С Алексеем Марковым учились вместе в Литературном институте, он был курсом старше. Вася Федоров и Володя Чивилихин в своих журналистских кочевьях забредали и в мой чум на северной реке Ухте, и там мы сиживали подолгу за хлебом-солью (дядя Чивилихина отбывал ссылку на нефтепромысле под Ухтой, и командировка Володи была обусловлена еще и желанием свидеться с ним).

Придя работать в «Молодую гвардию», я был одержим идеей внегруппового журнала, где бы печатались талантливые произведения писателей без различия их политического окраса, без деления на своих и чужих.

И на какой-то срок эта цель показалась достижимой. В «Молодой гвардии» были опубликованы повесть Василия Аксенова «Пора, мой друг, пора…» и повесть Владимира Чивилихина «Про Клаву Иванову», поэма Андрея Вознесенского «Оза» и роман Владимира Солоухина «Мать-мачеха», стихи Николая Тряпкина и первый рассказ Виктории Токаревой «День без вранья». В пору жестокого преследования «абстракционистов» мы печатали графику весьма «левых» художников, но рядом появлялись рисунки и живописные работы Ильи Глазунова.

С момента моего перехода на «Мосфильм» прошло всего полгода и, вполне естественно, что меня продолжали числить в «молодогвардейцах» — кстати, я оставался членом редколлегии этого журнала.

То есть, у меня не было причин чураться людей, которые только что позвали меня к своему столу: «Саша, иди к нам!»

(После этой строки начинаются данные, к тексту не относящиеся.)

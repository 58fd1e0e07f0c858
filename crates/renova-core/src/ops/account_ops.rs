use std::sync::Arc;

use renova_core_types::Sensitive;

use super::repository::{IdentityProvider, Repository, UserDirectory};
use crate::errors::{ExError, RenovaError, Result};
use crate::model::{Principal, User, UserDraft, UserPatch, UserRole};

/// Maps authenticated principals to application users
///
/// A principal seen for the first time gets a `USER` record, or `ADMIN` when
/// its email is the configured admin email. An existing record for the admin
/// email is promoted if its role differs.
pub struct AccountService {
    users: Arc<dyn UserDirectory>,
    identity: Arc<dyn IdentityProvider>,
    admin_email: String,
}

impl AccountService {
    pub fn new(
        users: Arc<dyn UserDirectory>,
        identity: Arc<dyn IdentityProvider>,
        admin_email: impl Into<String>,
    ) -> Self {
        Self {
            users,
            identity,
            admin_email: admin_email.into(),
        }
    }

    pub fn admin_email(&self) -> &str {
        &self.admin_email
    }

    /// Register with the identity provider and create the matching user
    pub async fn sign_up(
        &self,
        email: &str,
        password: &Sensitive<String>,
        name: &str,
    ) -> Result<User> {
        let principal = self.identity.sign_up(email, password, name).await?;
        self.resolve_user(&principal).await
    }

    pub async fn sign_in(&self, email: &str, password: &Sensitive<String>) -> Result<User> {
        let principal = self.identity.sign_in(email, password).await?;
        self.resolve_user(&principal).await
    }

    pub async fn sign_out(&self) -> Result<()> {
        self.identity.sign_out().await
    }

    /// User behind the active session, if any
    pub async fn current_user(&self) -> Result<Option<User>> {
        match self.identity.current_principal().await? {
            Some(principal) => self.resolve_user(&principal).await.map(Some),
            None => Ok(None),
        }
    }

    /// Find or create the user for a principal, applying admin promotion
    pub async fn resolve_user(&self, principal: &Principal) -> Result<User> {
        let email = principal.email.trim();
        if email.is_empty() {
            return Err(RenovaError::invalid("email", "principal has no email").into());
        }
        let is_admin_email = email.eq_ignore_ascii_case(self.admin_email.trim());

        match self.users.find_by_email(email).await? {
            Some(user) if is_admin_email && !user.is_admin() => {
                tracing::info!(op = "resolve_user", entity_id = %user.id, "promoting admin email");
                self.users
                    .update(
                        &user.id,
                        UserPatch {
                            role: Some(UserRole::Admin),
                            ..Default::default()
                        },
                    )
                    .await
            }
            Some(user) => Ok(user),
            None => {
                let draft = UserDraft {
                    name: display_name_for(principal),
                    email: email.to_string(),
                    role: if is_admin_email {
                        UserRole::Admin
                    } else {
                        UserRole::User
                    },
                };
                self.users.create(draft).await
            }
        }
    }
}

/// Display name, falling back to the local part of the email
pub fn display_name_for(principal: &Principal) -> String {
    principal
        .display_name
        .as_deref()
        .map(str::trim)
        .filter(|name| !name.is_empty())
        .map(str::to_string)
        .unwrap_or_else(|| {
            principal
                .email
                .split('@')
                .next()
                .unwrap_or_default()
                .to_string()
        })
}

/// Gate admin-only operations
///
/// # Errors
///
/// `Unauthorised` when nobody is signed in, `Forbidden` for non-admins.
pub fn require_admin(user: Option<&User>) -> Result<&User> {
    match user {
        None => Err(ExError::from(RenovaError::NotSignedIn).with_op("require_admin")),
        Some(user) if user.is_admin() => Ok(user),
        Some(user) => Err(ExError::from(RenovaError::AdminRequired {
            email: user.email.clone(),
        })
        .with_op("require_admin")),
    }
}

Я уселся между ними, как равный, и выпил поднесенную мне рюмку наравне со всеми.

Возможно, что за рюмкой последовал какой-то разговор, но он был тотчас вытеснен из памяти другим событием, развернувшимся здесь же.

На перепутье между залами появился Твардовский. Он был один. И, по-видимому, колебался: то ли подойти к буфету, то ли высмотреть в залах кого-либо из знакомцев, то ли повернуться и уйти, откуда пришел.

Он был болен. О том свидетельствовали вспухшее лицо, остекленелый взгляд, неуверенные движения, схожие с пасами космонавтов в невесомости.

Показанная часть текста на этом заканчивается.